I can’t count how many times I have gone through self-reinvention, but the first major one was in 1999, catapulted by a tragic event — the death of my best friend in Denmark, who died by her own hand.
Those of us who loved her had a major breakdown. We were all hit with an immense feeling of guilt. What could we have done differently? Why didn’t we see the signs? But when people choose to take their own lives, it is not anyone else’s fault. It is a deliberate decision. Nonetheless, it forced all of us to take a close look at our own lives: Are we happy? Is this the way we want to be? Where are we heading?

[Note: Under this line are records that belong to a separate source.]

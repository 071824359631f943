// inline-i18n - Inline translations with ICU Message Format interpolation
//
// The engine lives in inline-i18n-core. This crate re-exports it and adds a
// process-wide default interpolator with free-function access.

//! # inline-i18n
//!
//! ```rust
//! use inline_i18n::{render, vars};
//!
//! assert_eq!(
//!     render("{count, plural, =0 {No items} one {# item} other {# items}}", &vars! { "count" => 1 }, "en"),
//!     "1 item"
//! );
//! assert_eq!(render("Hello {name}", &vars! { "name" => "Alice" }, "en"), "Hello Alice");
//! ```
//!
//! Applications that need isolated registries or configurations create their
//! own [`Interpolator`] instead of using the shared one.

use chrono::{DateTime, Utc};
use once_cell::sync::Lazy;

// Re-export the engine
pub use inline_i18n_core::*;

// Re-export logging controls
pub use inline_i18n_log as log;

static DEFAULT: Lazy<Interpolator> = Lazy::new(Interpolator::new);

/// The shared interpolator behind the free functions.
pub fn interpolator() -> &'static Interpolator {
    &DEFAULT
}

/// Render `template` with the shared interpolator.
pub fn render(template: &str, vars: &Vars, locale: &str) -> String {
    DEFAULT.render(template, vars, locale)
}

/// Render with an explicit "now" for relative time elements.
pub fn render_at(template: &str, vars: &Vars, locale: &str, now: DateTime<Utc>) -> String {
    DEFAULT.render_at(template, vars, locale, now)
}

/// Render, surfacing grammar errors.
pub fn try_render(template: &str, vars: &Vars, locale: &str) -> Result<String> {
    DEFAULT.try_render(template, vars, locale)
}

/// Translate inline translations with the shared interpolator.
pub fn translate(translations: &Translations, vars: &Vars, locale: &str) -> String {
    DEFAULT.translate(translations, vars, locale)
}

/// Register a custom formatter on the shared interpolator.
pub fn register_formatter<F>(name: &str, formatter: F) -> Result<()>
where
    F: Fn(&Value, &str, Option<&str>) -> String + Send + Sync + 'static,
{
    DEFAULT.register_formatter(name, formatter)
}

pub fn unregister_formatter(name: &str) -> bool {
    DEFAULT.unregister_formatter(name)
}

pub fn clear_formatters() {
    DEFAULT.clear_formatters();
}

/// Whether `template` uses a formatter registered on the shared interpolator.
pub fn has_custom_formatter(template: &str) -> bool {
    DEFAULT.has_custom_formatter(template)
}

pub fn clear_parse_cache() {
    DEFAULT.clear_parse_cache();
}

pub fn parse_cache_len() -> usize {
    DEFAULT.parse_cache_len()
}

/// Fallback chain for `locale` under the shared configuration.
pub fn build_fallback_chain(locale: &str) -> Vec<String> {
    DEFAULT.build_fallback_chain(locale)
}

/// Update the shared configuration.
pub fn configure<F>(update: F)
where
    F: FnOnce(&mut I18nConfig),
{
    DEFAULT.configure(update);
}

/// A copy of the shared configuration.
pub fn config() -> I18nConfig {
    DEFAULT.config()
}

pub fn reset_config() {
    DEFAULT.reset_config();
}
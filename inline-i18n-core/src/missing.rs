//! Missing-variable policy and debug-mode prefixes
//!
//! Every "value not found" path in the engine ends in
//! [`MissingVarPolicy::resolve`]: a plain argument with no variable, a
//! plural without a numeric value, a select with no matching branch and no
//! `other`, an extension whose value cannot be coerced. Without a handler
//! the original `{name}` syntax is echoed so the gap stays visible and the
//! output can be fed through the engine again.

use std::fmt;
use std::sync::Arc;

/// Handler invoked as `(var_name, locale)` for unresolved variables.
pub type MissingVarHandler = Arc<dyn Fn(&str, &str) -> String + Send + Sync>;

/// The literal placeholder echoed for an unresolved variable.
pub fn placeholder(name: &str) -> String {
    format!("{{{}}}", name)
}

/// Resolution strategy for unresolved variables.
#[derive(Clone, Copy)]
pub struct MissingVarPolicy<'a> {
    handler: Option<&'a MissingVarHandler>,
}

impl<'a> MissingVarPolicy<'a> {
    /// Policy backed by an optional user handler.
    pub fn new(handler: Option<&'a MissingVarHandler>) -> Self {
        Self { handler }
    }

    /// Resolve an unresolved variable to its output text.
    pub fn resolve(&self, name: &str, locale: &str) -> String {
        match self.handler {
            Some(handler) => handler(name, locale),
            None => placeholder(name),
        }
    }
}

impl fmt::Debug for MissingVarPolicy<'_> {
    fn fmt(&self, f: &mut fmt::Formatter<'_>) -> fmt::Result {
        f.debug_struct("MissingVarPolicy")
            .field("custom_handler", &self.handler.is_some())
            .finish()
    }
}

// ============================================================================
// Debug Mode
// ============================================================================

/// Formats the prefix shown when no template was found for a locale.
pub type DebugMissingFormatter = Arc<dyn Fn(&str) -> String + Send + Sync>;

/// Formats the prefix shown when a fallback locale's template was used.
pub type DebugFallbackFormatter = Arc<dyn Fn(&str, &str) -> String + Send + Sync>;

/// Which debug prefix applies to a rendered string.
#[derive(Debug, Clone, Copy, PartialEq, Eq)]
pub enum DebugPrefix<'a> {
    /// No template matched at all
    Missing { locale: &'a str },
    /// A template from `used` stood in for `requested`
    Fallback { requested: &'a str, used: &'a str },
}

/// User-overridable debug prefix formatters.
#[derive(Clone)]
pub struct DebugFormatters {
    pub missing: DebugMissingFormatter,
    pub fallback: DebugFallbackFormatter,
}

impl Default for DebugFormatters {
    fn default() -> Self {
        Self {
            missing: Arc::new(|locale| format!("[MISSING: {}] ", locale)),
            fallback: Arc::new(|requested, used| format!("[{} -> {}] ", requested, used)),
        }
    }
}

impl DebugFormatters {
    /// Prefix `text` with the formatted debug marker.
    pub fn apply(&self, prefix: DebugPrefix<'_>, text: &str) -> String {
        let marker = match prefix {
            DebugPrefix::Missing { locale } => (self.missing)(locale),
            DebugPrefix::Fallback { requested, used } => (self.fallback)(requested, used),
        };
        format!("{}{}", marker, text)
    }
}

impl fmt::Debug for DebugFormatters {
    fn fmt(&self, f: &mut fmt::Formatter<'_>) -> fmt::Result {
        f.debug_struct("DebugFormatters").finish_non_exhaustive()
    }
}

Before I left Denmark, I did something I had never done before — I wrote. I poured all those gigantic emotions onto paper. A short book dedicated to her, part manifesto, part love letter — a testament to my love for her and for life itself. It was the first time I discovered how powerful, healing, and magical writing truly is — turning grief into something meaningful. The seed of a writer was planted in the most painful of soils.
I headed to Italy, where the other half of my heritage is from, with an overwhelming urge to live, to be happy and positive. A lust for life like never before, owing it to my friend. I settled in Calabria, working on a beach and campsite as a masseuse — healing people with my hands, and slowly, quietly, healing myself in the process. The angry punk rock and death metal got swapped for Buena Vista Social Club and Manu Chao. Color crept into my wardrobe, not just plain black. I stopped taking dead-end jobs and started planning ahead.
For the next many years, I traveled Europe, working as a bartender, rickshaw rider, nightclub bouncer, and gardener. Then in 2013, Southeast Asia called — four months in Thailand and Malaysia that quickly turned from an outward journey into an inward one. I returned to London, having shed toxic relationships, moved to a new area, and built an entirely fresh, positive circle. Another deliberate reinvention.
In 2016, a badly dislocated shoulder brought the physical work to a halt. Frustrated and restless, I enrolled at The Open University, studying creative writing, English literature, and Spanish. Writing gave me a voice again — a way to make sense of everything I had lived through. It felt less like a new career and more like coming home.
Every reinvention — whether forced by grief, circumstance, or a dislocated shoulder — taught me the same thing: Life is not something that happens to you; it is something you actively choose. Reinvention is not instability. It is simply proof that you are paying attention. The same person, repeatedly choosing to grow. And that is not something to fear. It is something to embrace.